Tag: cooking

Comello’s Kitchen

Here are four things I recommend to make your time in the kitchen better.

Onion goggles. My wife and I laughed at these when we saw them in a store, because they are laughable. It took a few passes before we gave them a try, and now I’m mad at myself for all that pointless, ugly onion crying I endured before now.

Gordon Ramsay’s onion cutting technique. After yet again botching what should be a routine process, I hit up YouTube for a more efficient way to cut onions. This one was a minor epiphany. Unless you need slices, this is the way to go.

Manual food chopper. I love being able to mince several garlic cloves in a few seconds. It’s a few more pieces to clean but totally worth it.

Immersion hand blender. I make breakfast smoothies regularly, but using a traditional blender was a nightmare. The ingredients would whip up to the sides of the glass and not blend, and it was a pain in the ass to clean. Got one of these on a recommendation and it changed everything. Easy to blend and clean, and it’s the perfect serving size. (And get you some reusable metal straws, people.)

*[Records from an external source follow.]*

//! # l10n-cache
//!
//! A tiered, memory-pressure-aware cache for localization payloads
//! (translation bundles, UI string tables, per-locale resources).
//!
//! ## Architecture
//!
//! ```text
//! ┌─────────────────────────────────────────────────────────────┐
//! │                   LocalizationCache (facade)                │
//! │  • set / get / delete / has / get_multiple                 │
//! │  • Pressure handlers, scheduled sweep, runtime config      │
//! └─────────────────────────────────────────────────────────────┘
//!                              │
//!                              ▼
//! ┌─────────────────────────────────────────────────────────────┐
//! │                     TieredStore                             │
//! │  • Hot / warm / cold maps, one tier per key                │
//! │  • Capacity ceiling with scored eviction                   │
//! │  • Access patterns drive tier migration                    │
//! └─────────────────────────────────────────────────────────────┘
//!          │                    │                    │
//!          ▼                    ▼                    ▼
//! ┌────────────────┐  ┌──────────────────┐  ┌──────────────────┐
//! │ PayloadCodec   │  │ EvictionScorer   │  │ PressureMonitor  │
//! │ substitution,  │  │ lru / lfu / ttl  │  │ dedup pool,      │
//! │ key shortening │  │ / adaptive       │  │ object registry  │
//! └────────────────┘  └──────────────────┘  └──────────────────┘
//! ```
//!
//! ## Quick Start
//!
//! ```rust
//! use l10n_cache::{CacheConfig, LocalizationCache, SetOptions};
//! use serde_json::json;
//! use std::time::Duration;
//!
//! let cache = LocalizationCache::new(CacheConfig {
//!     max_memory_bytes: 8 * 1024 * 1024,
//!     ..Default::default()
//! })
//! .unwrap();
//!
//! let bundle = json!({"menu": {"play": "Play", "quit": "Quit"}});
//! cache.set("en-GB/menu", &bundle, SetOptions::new().with_ttl(Duration::from_secs(600)));
//!
//! assert_eq!(cache.get("en-GB/menu"), Some(bundle));
//! assert!(cache.get("fr-FR/menu").is_none());
//! ```
//!
//! ## Modules
//!
//! - [`cache`]: The [`LocalizationCache`] facade
//! - [`store`]: Three-tier entry store and statistics
//! - [`codec`]: Reversible payload compression
//! - [`eviction`]: Removability scoring strategies
//! - [`tiering`]: Initial placement and access-driven rebalancing
//! - [`pressure`]: Memory pressure monitor, dedup pool, object registry
//! - [`recency`]: Standalone strict-LRU cache
//! - [`scheduler`]: Recurring task scheduling (tokio or manual)

pub mod cache;
pub mod clock;
pub mod codec;
pub mod config;
pub mod entry;
pub mod error;
pub mod eviction;
pub mod metrics;
pub mod pressure;
pub mod recency;
pub mod scheduler;
pub mod store;
pub mod tiering;

pub use cache::{CacheState, HandlerId, LocalizationCache};
pub use clock::{Clock, ManualClock, SystemClock};
pub use codec::CompressionLevel;
pub use config::{CacheConfig, ConfigUpdate};
pub use entry::{CacheEntry, Priority, SetOptions, Tier};
pub use error::{CacheError, CacheResult};
pub use eviction::{EvictionStrategy, ScoreWeights};
pub use pressure::{AggregateMemoryUsage, PooledValue, PressureCheck, PressureEvent, PressureLevel};
pub use recency::{RecencyCache, RecencyStats};
pub use scheduler::{ManualScheduler, Scheduler, Task, TaskHandle, TokioScheduler};
pub use store::{CacheStats, LayerDistribution, StoreCounters, SweepReport, TieredStore};
pub use tiering::PerformanceMode;
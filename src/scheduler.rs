// Copyright (c) 2025-2026 Adrian Robinson. Licensed under the AGPL-3.0.
// See LICENSE file in the project root for full license text.

//! Recurring task scheduling.
//!
//! The cache never owns a timer directly: [`LocalizationCache::start`](crate::LocalizationCache::start)
//! hands its sweep to a [`Scheduler`]. [`TokioScheduler`] drives it from a
//! tokio interval; [`ManualScheduler`] runs due tasks only when a test
//! advances simulated time.
//!
//! ```
//! use l10n_cache::{ManualClock, ManualScheduler, Scheduler};
//! use std::sync::atomic::{AtomicUsize, Ordering};
//! use std::sync::Arc;
//! use std::time::Duration;
//!
//! let scheduler = ManualScheduler::new(Arc::new(ManualClock::new(0)));
//! let ticks = Arc::new(AtomicUsize::new(0));
//! let counter = Arc::clone(&ticks);
//! let handle = scheduler.schedule_recurring(
//!     Duration::from_secs(30),
//!     Box::new(move || {
//!         counter.fetch_add(1, Ordering::SeqCst);
//!     }),
//! );
//!
//! scheduler.advance(Duration::from_secs(95));
//! assert_eq!(ticks.load(Ordering::SeqCst), 3);
//!
//! handle.cancel();
//! scheduler.advance(Duration::from_secs(60));
//! assert_eq!(ticks.load(Ordering::SeqCst), 3);
//! ```

use std::sync::atomic::{AtomicBool, Ordering};
use std::sync::Arc;
use std::time::Duration;

use parking_lot::Mutex;
use tokio::runtime::Handle;
use tokio::task::JoinHandle;
use tokio::time::{Instant, MissedTickBehavior};
use tracing::debug;

use crate::clock::{saturating_millis, Clock, ManualClock};

/// Work run on every tick.
pub type Task = Box<dyn FnMut() + Send + 'static>;

/// Something that can run a task periodically.
pub trait Scheduler: Send + Sync {
    /// Run `task` every `period`, first after one full period.
    fn schedule_recurring(&self, period: Duration, task: Task) -> TaskHandle;
}

/// Cancels its task when cancelled or dropped.
#[derive(Debug)]
pub struct TaskHandle {
    cancelled: Arc<AtomicBool>,
    join: Option<JoinHandle<()>>,
}

impl TaskHandle {
    fn new(cancelled: Arc<AtomicBool>, join: Option<JoinHandle<()>>) -> Self {
        Self { cancelled, join }
    }

    /// Stop the task. A tick already running finishes; no new tick starts.
    pub fn cancel(&self) {
        if !self.cancelled.swap(true, Ordering::AcqRel) {
            debug!("Recurring task cancelled");
        }
        if let Some(join) = &self.join {
            join.abort();
        }
    }

    #[must_use]
    pub fn is_cancelled(&self) -> bool {
        self.cancelled.load(Ordering::Acquire)
    }
}

impl Drop for TaskHandle {
    fn drop(&mut self) {
        self.cancel();
    }
}

/// Runs tasks on a tokio runtime.
#[derive(Debug, Clone)]
pub struct TokioScheduler {
    handle: Handle,
}

impl TokioScheduler {
    #[must_use]
    pub fn new(handle: Handle) -> Self {
        Self { handle }
    }

    /// Scheduler for the runtime this is called from, if any.
    #[must_use]
    pub fn try_current() -> Option<Self> {
        Handle::try_current().ok().map(Self::new)
    }
}

impl Scheduler for TokioScheduler {
    fn schedule_recurring(&self, period: Duration, mut task: Task) -> TaskHandle {
        let cancelled = Arc::new(AtomicBool::new(false));
        let flag = Arc::clone(&cancelled);

        let join = self.handle.spawn(async move {
            let mut ticker = tokio::time::interval_at(Instant::now() + period, period);
            ticker.set_missed_tick_behavior(MissedTickBehavior::Skip);
            loop {
                ticker.tick().await;
                if flag.load(Ordering::Acquire) {
                    break;
                }
                task();
            }
        });

        TaskHandle::new(cancelled, Some(join))
    }
}

struct ManualTask {
    period_ms: u64,
    next_due: u64,
    cancelled: Arc<AtomicBool>,
    task: Arc<Mutex<Task>>,
}

/// Deterministic scheduler for tests, driven by a [`ManualClock`].
pub struct ManualScheduler {
    clock: Arc<ManualClock>,
    tasks: Mutex<Vec<ManualTask>>,
}

impl std::fmt::Debug for ManualScheduler {
    fn fmt(&self, f: &mut std::fmt::Formatter<'_>) -> std::fmt::Result {
        f.debug_struct("ManualScheduler")
            .field("now", &self.clock.now_millis())
            .field("tasks", &self.tasks.lock().len())
            .finish()
    }
}

impl ManualScheduler {
    #[must_use]
    pub fn new(clock: Arc<ManualClock>) -> Self {
        Self {
            clock,
            tasks: Mutex::new(Vec::new()),
        }
    }

    /// Move the clock forward by `by`, running every tick that falls due in
    /// order. Returns how many ticks ran.
    pub fn advance(&self, by: Duration) -> usize {
        let target = self.clock.now_millis().saturating_add(saturating_millis(by));
        let mut ran = 0;

        loop {
            let due = {
                let mut tasks = self.tasks.lock();
                tasks.retain(|t| !t.cancelled.load(Ordering::Acquire));
                tasks
                    .iter_mut()
                    .filter(|t| t.next_due <= target)
                    .min_by_key(|t| t.next_due)
                    .map(|t| {
                        let at = t.next_due;
                        t.next_due += t.period_ms;
                        (at, Arc::clone(&t.task), Arc::clone(&t.cancelled))
                    })
            };
            let Some((at, task, cancelled)) = due else {
                break;
            };

            self.clock.set(at);
            // Lock released above so the task may schedule or cancel
            if !cancelled.load(Ordering::Acquire) {
                let mut run = task.lock();
                (*run)();
                ran += 1;
            }
        }

        self.clock.set(target);
        ran
    }

    /// Live (uncancelled) tasks.
    #[must_use]
    pub fn pending(&self) -> usize {
        self.tasks
            .lock()
            .iter()
            .filter(|t| !t.cancelled.load(Ordering::Acquire))
            .count()
    }
}

impl Scheduler for ManualScheduler {
    fn schedule_recurring(&self, period: Duration, task: Task) -> TaskHandle {
        let period_ms = saturating_millis(period).max(1);
        let cancelled = Arc::new(AtomicBool::new(false));
        self.tasks.lock().push(ManualTask {
            period_ms,
            next_due: self.clock.now_millis() + period_ms,
            cancelled: Arc::clone(&cancelled),
            task: Arc::new(Mutex::new(task)),
        });
        TaskHandle::new(cancelled, None)
    }
}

My case featured on Judge John Hodgman!

A few months ago I submitted this case to Judge John Hodgman, one of my favorite podcasts:

I seek an injunction against my wife, Jenny. When I am cooking any kind of meat, I use a plastic spatula throughout the cooking process. Jenny insists on rinsing the spatula after the meat is no longer raw, but before it’s fully cooked. She says this avoids mixing any residual raw meat on the spatula with the cooked meat. I think this is excessive and unnecessary, and it degrades my autonomy as the cook. I have been cooking for years without the “mid-wash” without a problem. I ask the Judge order Jenny to cease and desist this behavior and let me cook in peace.

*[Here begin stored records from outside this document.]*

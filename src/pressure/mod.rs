// Copyright (c) 2025-2026 Adrian Robinson. Licensed under the AGPL-3.0.
// See LICENSE file in the project root for full license text.

//! Memory pressure tracking for graceful degradation.
//!
//! The monitor keeps an [`AggregateMemoryUsage`] breakdown and classifies the
//! ratio of its total to the configured ceiling into a [`PressureLevel`].
//! Crossing a threshold triggers cleanup of the dedup pool and the object
//! registry and produces [`PressureEvent`]s for registered handlers.
//!
//! # Example
//!
//! ```
//! use l10n_cache::pressure::PressureLevel;
//!
//! assert_eq!(PressureLevel::from_ratio(0.5, 0.8, 0.95), PressureLevel::Normal);
//! assert_eq!(PressureLevel::from_ratio(0.85, 0.8, 0.95), PressureLevel::Warning);
//! assert_eq!(PressureLevel::from_ratio(0.97, 0.8, 0.95), PressureLevel::Critical);
//! ```

mod pool;
mod registry;

use std::sync::Arc;

use serde::Serialize;
use serde_json::Value;
use tracing::{debug, info, warn};

use crate::config::CacheConfig;
use crate::metrics;

pub use pool::{PooledValue, StringPool};
pub use registry::ObjectRegistry;

/// Memory pressure level, from the usage ratio against the ceiling
#[derive(Debug, Clone, Copy, PartialEq, Eq, PartialOrd, Ord, Default, Serialize)]
#[serde(rename_all = "lowercase")]
pub enum PressureLevel {
    #[default]
    Normal = 0,
    Warning = 1,
    Critical = 2,
}

impl PressureLevel {
    /// Classify a usage ratio (0.0 → 1.0+)
    #[must_use]
    pub fn from_ratio(ratio: f64, warning: f64, critical: f64) -> Self {
        match ratio {
            r if r >= critical => Self::Critical,
            r if r >= warning => Self::Warning,
            _ => Self::Normal,
        }
    }

    #[must_use]
    pub fn is_under_pressure(&self) -> bool {
        !matches!(self, Self::Normal)
    }
}

impl std::fmt::Display for PressureLevel {
    fn fmt(&self, f: &mut std::fmt::Formatter<'_>) -> std::fmt::Result {
        write!(f, "{:?}", self)
    }
}

/// Level transitions reported to pressure handlers.
#[derive(Debug, Clone, Copy, PartialEq, Eq, Serialize)]
#[serde(rename_all = "lowercase")]
pub enum PressureEvent {
    Warning,
    Critical,
    Recovered,
}

/// Tracked memory by category. The total is always derived.
#[derive(Debug, Clone, Copy, Default, PartialEq, Eq, Serialize)]
pub struct AggregateMemoryUsage {
    /// Dedup pool string bytes
    pub translations_bytes: usize,
    /// Encoded payload bytes
    pub cache_bytes: usize,
    /// Entry, access pattern and key overhead
    pub metadata_bytes: usize,
    /// Tracked pooled objects
    pub other_bytes: usize,
}

impl AggregateMemoryUsage {
    #[must_use]
    pub fn total(&self) -> usize {
        self.translations_bytes + self.cache_bytes + self.metadata_bytes + self.other_bytes
    }
}

/// Outcome of one pressure check.
#[derive(Debug, Clone, PartialEq)]
pub struct PressureCheck {
    pub level: PressureLevel,
    pub ratio: f64,
    pub usage: AggregateMemoryUsage,
    /// Events to dispatch, in order
    pub events: Vec<PressureEvent>,
    /// Bytes released by the cleanup this check ran
    pub bytes_freed: usize,
}

/// Memory pressure monitor owning the dedup pool and object registry.
#[derive(Debug)]
pub struct MemoryPressureMonitor {
    warning_threshold: f64,
    critical_threshold: f64,
    dedup_trim_threshold: usize,
    dedup_retain_ratio: f64,
    registry_retain_ratio: f64,

    level: PressureLevel,
    pool: StringPool,
    registry: ObjectRegistry,
    cache_bytes: usize,
    metadata_bytes: usize,

    bytes_freed_total: u64,
    emergency_cleanups: u64,
    preemptive_cleanups: u64,
}

impl MemoryPressureMonitor {
    #[must_use]
    pub fn new(config: &CacheConfig) -> Self {
        Self {
            warning_threshold: config.warning_threshold,
            critical_threshold: config.critical_threshold,
            dedup_trim_threshold: config.dedup_trim_threshold,
            dedup_retain_ratio: config.dedup_retain_ratio,
            registry_retain_ratio: config.registry_retain_ratio,
            level: PressureLevel::Normal,
            pool: StringPool::new(),
            registry: ObjectRegistry::new(),
            cache_bytes: 0,
            metadata_bytes: 0,
            bytes_freed_total: 0,
            emergency_cleanups: 0,
            preemptive_cleanups: 0,
        }
    }

    pub fn set_cache_bytes(&mut self, bytes: usize) {
        self.cache_bytes = bytes;
    }

    pub fn set_metadata_bytes(&mut self, bytes: usize) {
        self.metadata_bytes = bytes;
    }

    #[must_use]
    pub fn usage(&self) -> AggregateMemoryUsage {
        AggregateMemoryUsage {
            translations_bytes: self.pool.bytes(),
            cache_bytes: self.cache_bytes,
            metadata_bytes: self.metadata_bytes,
            other_bytes: self.registry.tracked_bytes(),
        }
    }

    #[must_use]
    pub fn level(&self) -> PressureLevel {
        self.level
    }

    #[must_use]
    pub fn warning_threshold(&self) -> f64 {
        self.warning_threshold
    }

    #[must_use]
    pub fn dedup_hits(&self) -> u64 {
        self.pool.dedup_hits()
    }

    #[must_use]
    pub fn bytes_freed_total(&self) -> u64 {
        self.bytes_freed_total
    }

    #[must_use]
    pub fn cleanups(&self) -> (u64, u64) {
        (self.preemptive_cleanups, self.emergency_cleanups)
    }

    #[must_use]
    pub fn pool(&self) -> &StringPool {
        &self.pool
    }

    #[must_use]
    pub fn registry(&self) -> &ObjectRegistry {
        &self.registry
    }

    /// Intern every string of `value` and track the result.
    pub fn optimize_payload(&mut self, value: &Value) -> Arc<PooledValue> {
        let hits_before = self.pool.dedup_hits();
        let pooled = Arc::new(PooledValue::intern(value, &mut self.pool));
        for _ in hits_before..self.pool.dedup_hits() {
            metrics::record_dedup_hit();
        }
        self.registry.track(&pooled, pooled.approx_bytes());
        pooled
    }

    /// Classify usage against `ceiling`, run cleanups and report transitions.
    pub fn check(&mut self, ceiling: usize) -> PressureCheck {
        let usage = self.usage();
        let ratio = if ceiling == 0 {
            0.0
        } else {
            usage.total() as f64 / ceiling as f64
        };
        let observed = PressureLevel::from_ratio(ratio, self.warning_threshold, self.critical_threshold);

        let mut events = Vec::new();
        let mut bytes_freed = 0;

        match (self.level, observed) {
            (_, PressureLevel::Critical) => {
                bytes_freed = self.emergency_cleanup();
                if self.level != PressureLevel::Critical {
                    warn!(ratio, total = usage.total(), ceiling, "Memory pressure critical");
                    events.push(PressureEvent::Critical);
                }
            }
            (PressureLevel::Normal, PressureLevel::Warning) => {
                bytes_freed = self.preemptive_cleanup();
                info!(ratio, total = usage.total(), ceiling, "Memory pressure warning");
                events.push(PressureEvent::Warning);
            }
            (PressureLevel::Critical, PressureLevel::Warning) => {
                debug!(ratio, "Memory pressure eased to warning");
            }
            (PressureLevel::Warning, PressureLevel::Warning) => {}
            (PressureLevel::Normal, PressureLevel::Normal) => {}
            (_, PressureLevel::Normal) => {
                info!(ratio, "Memory pressure recovered");
                events.push(PressureEvent::Recovered);
            }
        }
        self.level = observed;

        metrics::set_memory_pressure(ratio);
        metrics::set_pressure_level(self.level as u8);

        PressureCheck {
            level: self.level,
            ratio,
            usage: self.usage(),
            events,
            bytes_freed,
        }
    }

    fn emergency_cleanup(&mut self) -> usize {
        let mut freed = self.pool.clear();
        freed += self.registry.shrink_to(self.registry_retain_ratio);
        freed += self.registry.reap();
        self.emergency_cleanups += 1;
        self.bytes_freed_total += freed as u64;
        metrics::record_cleanup("emergency", freed);
        warn!(bytes_freed = freed, "Emergency memory cleanup");
        freed
    }

    fn preemptive_cleanup(&mut self) -> usize {
        let mut freed = 0;
        if self.pool.len() > self.dedup_trim_threshold {
            freed += self.pool.trim_to_recent(self.dedup_retain_ratio);
        }
        freed += self.registry.reap();
        self.preemptive_cleanups += 1;
        self.bytes_freed_total += freed as u64;
        metrics::record_cleanup("preemptive", freed);
        debug!(bytes_freed = freed, "Preemptive memory cleanup");
        freed
    }

    /// Drop pool and registry contents and return to normal.
    pub fn reset(&mut self) {
        self.pool.clear();
        self.registry.clear();
        self.cache_bytes = 0;
        self.metadata_bytes = 0;
        self.level = PressureLevel::Normal;
    }

    pub fn update_thresholds(&mut self, config: &CacheConfig) {
        self.warning_threshold = config.warning_threshold;
        self.critical_threshold = config.critical_threshold;
    }
}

Who’s right? Who’s wrong? Only one man can decide, and he did!

We were driving from Colorado Springs to Denver and listening to last week’s docket-clearing episode, “Into the Teal”, when I heard Bailiff Jesse Thorn say my name, then my wife’s name, then the case I submitted.

I couldn’t believe it. They’d released many episodes since I submitted my case, so I assumed it was already passed over. Instead, to our shock and delight, we were listening to it for the first time together, breathlessly awaiting how the Judge would adjudicate our petty dispute.

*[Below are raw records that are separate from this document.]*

//! Statistics snapshots for the tiered store.

use std::time::Duration;

use serde::Serialize;

use crate::codec::CodecStats;
use crate::pressure::{AggregateMemoryUsage, PressureCheck, PressureLevel};

/// Entry count per tier.
#[derive(Debug, Clone, Copy, Default, PartialEq, Eq, Serialize)]
pub struct LayerDistribution {
    pub hot: usize,
    pub warm: usize,
    pub cold: usize,
}

impl LayerDistribution {
    #[must_use]
    pub fn total(&self) -> usize {
        self.hot + self.warm + self.cold
    }
}

/// Running counters. Survive `clear()`.
#[derive(Debug, Clone, Copy, Default, PartialEq, Eq, Serialize)]
pub struct StoreCounters {
    pub hits: u64,
    pub misses: u64,
    pub sets: u64,
    pub deletes: u64,
    pub expirations: u64,
    pub evictions: u64,
    pub evicted_bytes: u64,
    pub migrations: u64,
    pub encode_failures: u64,
    pub decode_failures: u64,
    pub consistency_faults: u64,
    pub capacity_rejections: u64,
}

/// Point-in-time view of the cache, serializable for diagnostics endpoints.
#[derive(Debug, Clone, PartialEq, Serialize)]
pub struct CacheStats {
    #[serde(flatten)]
    pub counters: StoreCounters,
    /// hits / (hits + misses), 0.0 before any lookup
    pub hit_rate: f64,
    pub entries: usize,
    /// Encoded payload bytes across all tiers
    pub total_bytes: usize,
    pub max_memory_bytes: usize,
    /// `total_bytes` as a percentage of `max_memory_bytes`
    pub memory_usage_percent: f64,
    pub layer_distribution: LayerDistribution,
    pub codec: CodecStats,
    pub memory: AggregateMemoryUsage,
    pub pressure_level: PressureLevel,
    pub dedup_hits: u64,
    /// Pressure handlers that panicked
    pub handler_failures: u64,
    /// Decoded-value front cache hits
    pub front_cache_hits: u64,
}

impl CacheStats {
    /// Entries evicted so far
    #[must_use]
    pub fn eviction_count(&self) -> u64 {
        self.counters.evictions
    }
}

/// What one maintenance sweep did.
#[derive(Debug, Clone, PartialEq)]
pub struct SweepReport {
    pub expired: usize,
    pub consistency_faults: usize,
    /// Tier bytes with no metadata, dropped
    pub stray_removed: usize,
    /// Entries evicted to relieve critical pressure
    pub pressure_evicted: usize,
    pub pressure: PressureCheck,
    pub duration: Duration,
}

pub(crate) fn hit_rate(hits: u64, misses: u64) -> f64 {
    let lookups = hits + misses;
    if lookups == 0 {
        0.0
    } else {
        hits as f64 / lookups as f64
    }
}

#[cfg(test)]
mod tests {
    use super::*;

    #[test]
    fn test_hit_rate() {
        assert_eq!(hit_rate(0, 0), 0.0);
        assert_eq!(hit_rate(3, 1), 0.75);
    }

    #[test]
    fn test_distribution_total() {
        let d = LayerDistribution { hot: 1, warm: 2, cold: 3 };
        assert_eq!(d.total(), 6);
    }
}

Listen to the episode to judge for yourself and learn who won. Our case starts at 20:48.

For the record:

  • I do regret the line about autonomy, as I know well the Judge’s bias against dudes trying to impose their own system for things on others. Yet in this case it was my wife trying to impose a system on me.
  • I don’t regret “mid-wash”.
  • I should have clarified that I was cooking meat in a stainless steel pan.